Snyk’s broader ToxicSkills study across agent skill registries found that 36% of skills contain security flaws, with active malicious payloads capable of going from SKILL.md to shell access in three lines of markdown.

An open, unaudited skill marketplace is an inherently dangerous idea when skills can execute shell commands and call external APIs. The attack surface isn’t a bug — it’s the architecture.

Netclaw doesn’t have a public skills marketplace. Skills come from curated feeds managed by your organization via SkillServer — a self-hosted registry where you control what your agents can learn. Skills are synced, version-controlled, and SHA-256 verified on download. New or changed skills go through a content scan for prompt injection before they’re accepted. You can also connect to trusted third-party feeds, but the decision to trust a feed is yours, not the agent’s.

OpenClaw’s documentation recommends using “the strongest latest-generation model available,” which in practice means frontier models at $10+ per million input tokens and requires sending your data to a cloud inference provider.

Netclaw runs production workloads on Qwen 3.6 27B, tested down to Qwen 3.5 9B. Progressive tool disclosure reduces prompt complexity so smaller models can navigate tool graphs without misfiring. A $3,000 GPU with 64GB VRAM runs local inference indefinitely — bounded capital expenditure, data never leaves your infrastructure.

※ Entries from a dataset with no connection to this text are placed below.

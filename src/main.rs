use chrono::Utc;
use clap::Parser;
use colored::Colorize;
use std::path::PathBuf;
use std::time::Duration;

use dashboard_smoke::report::{self, RunReport};
use dashboard_smoke::{run_dashboard_check, SmokeConfig};

#[derive(Parser)]
#[command(name = "dashboard-smoke")]
#[command(version = "0.1.0")]
#[command(about = "Log in as an artist and check the dashboard renders", long_about = None)]
struct Cli {
    /// Base URL of the application
    #[arg(long)]
    base_url: Option<String>,

    /// Artist account email
    #[arg(long)]
    email: Option<String>,

    /// Artist account password
    #[arg(long)]
    password: Option<String>,

    /// Where to save the dashboard screenshot
    #[arg(short, long)]
    screenshot: Option<PathBuf>,

    /// Run the browser without a window
    #[arg(long, default_value = "false")]
    headless: bool,

    /// How long to keep the browser open after the screenshot (ms)
    #[arg(long)]
    observe_ms: Option<u64>,

    /// How long to wait for the redirect to the dashboard (ms)
    #[arg(long)]
    nav_timeout_ms: Option<u64>,

    /// Write a JSON summary of the run to this file
    #[arg(short, long)]
    report: Option<PathBuf>,
}

impl Cli {
    fn into_config(self) -> SmokeConfig {
        let mut config = SmokeConfig::default();

        if let Some(base_url) = self.base_url {
            config.base_url = base_url;
        }
        if let Some(email) = self.email {
            config.credentials.email = email;
        }
        if let Some(password) = self.password {
            config.credentials.password = password;
        }
        if let Some(screenshot) = self.screenshot {
            config.screenshot_path = screenshot;
        }
        if self.headless {
            config.headless = true;
        }
        if let Some(ms) = self.observe_ms {
            config.timings.observe = Duration::from_millis(ms);
        }
        if let Some(ms) = self.nav_timeout_ms {
            config.timings.navigation_timeout = Duration::from_millis(ms);
        }
        config.report_path = self.report;

        config
    }
}

#[tokio::main]
async fn main() -> anyhow::Result<()> {
    env_logger::Builder::from_env(env_logger::Env::default().default_filter_or("warn")).init();

    let config = Cli::parse().into_config();
    let started_at = Utc::now();

    println!(
        "{} Checking artist dashboard at: {}",
        "▶".green().bold(),
        config.base_url.cyan()
    );
    if config.headless {
        println!("  Headless: {}", "Enabled".yellow());
    }

    let outcome = run_dashboard_check(&config).await?;

    if let Some(ref path) = config.report_path {
        let run_report = RunReport::new(&config.login_url(), started_at, &outcome);
        report::json::generate(&run_report, path)?;
        report::console::report_saved(path);
    }

    // Pass or fail, the verdict is only printed.
    Ok(())
}

#[cfg(test)]
mod tests {
    use super::*;

    #[test]
    fn test_no_arguments_keeps_fixed_run() {
        let config = Cli::try_parse_from(["dashboard-smoke"]).unwrap().into_config();
        let defaults = SmokeConfig::default();

        assert_eq!(config.login_url(), "http://localhost/auth/login");
        assert_eq!(config.dashboard_pattern, "**/artist/dashboard");
        assert_eq!(config.credentials.email, "test.artist@example.com");
        assert_eq!(config.credentials.password, "Password123");
        assert_eq!(config.screenshot_path, PathBuf::from("dashboard-test.png"));
        assert_eq!(config.headless, defaults.headless);
        assert_eq!(config.timings.observe, Duration::from_secs(5));
        assert_eq!(config.timings.navigation_timeout, Duration::from_secs(10));
        assert_eq!(config.timings.settle, Duration::from_secs(2));
        assert_eq!(config.timings.data_load, Duration::from_secs(3));
        assert!(config.report_path.is_none());
    }

    #[test]
    fn test_flags_override_defaults() {
        let config = Cli::try_parse_from([
            "dashboard-smoke",
            "--base-url",
            "http://127.0.0.1:4200",
            "--email",
            "other@example.com",
            "--password",
            "Secret456",
            "--screenshot",
            "out/shot.png",
            "--headless",
            "--observe-ms",
            "250",
            "--nav-timeout-ms",
            "3000",
            "--report",
            "out/run.json",
        ])
        .unwrap()
        .into_config();

        assert_eq!(config.login_url(), "http://127.0.0.1:4200/auth/login");
        assert_eq!(config.credentials.email, "other@example.com");
        assert_eq!(config.credentials.password, "Secret456");
        assert_eq!(config.screenshot_path, PathBuf::from("out/shot.png"));
        assert!(config.headless);
        assert_eq!(config.timings.observe, Duration::from_millis(250));
        assert_eq!(config.timings.navigation_timeout, Duration::from_millis(3000));
        assert_eq!(config.timings.data_load, Duration::from_secs(3));
        assert_eq!(config.report_path, Some(PathBuf::from("out/run.json")));
    }

    #[test]
    fn test_short_flags() {
        let config = Cli::try_parse_from(["dashboard-smoke", "-s", "a.png", "-r", "b.json"])
            .unwrap()
            .into_config();

        assert_eq!(config.screenshot_path, PathBuf::from("a.png"));
        assert_eq!(config.report_path, Some(PathBuf::from("b.json")));
    }

    #[test]
    fn test_rejects_non_numeric_timeout() {
        assert!(Cli::try_parse_from(["dashboard-smoke", "--observe-ms", "soon"]).is_err());
    }
}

OpenClaw genuinely does some things better:

  • Platform coverage. 12+ messaging platforms vs. netclaw’s two (Slack and Discord). If you need Teams, Signal, Telegram, or WhatsApp today, OpenClaw has them.
  • Community size. 1,900+ contributors, extensive third-party tutorials, and a massive ecosystem of community-built integrations.
  • Maturity. OpenClaw has been around longer and has more production deployments. The rough edges have been found and reported (sometimes painfully).

If you need maximum platform coverage and a large community right now, use OpenClaw.

Choose OpenClaw if you need broad platform support across many messaging services, prefer a large community with extensive third-party resources, and are comfortable managing the security surface yourself.

Choose netclaw for a smaller codebase you can audit, security that defaults to deny instead of permissive-plus-patches, local inference that keeps your data on your hardware, and control over your agent’s capabilities.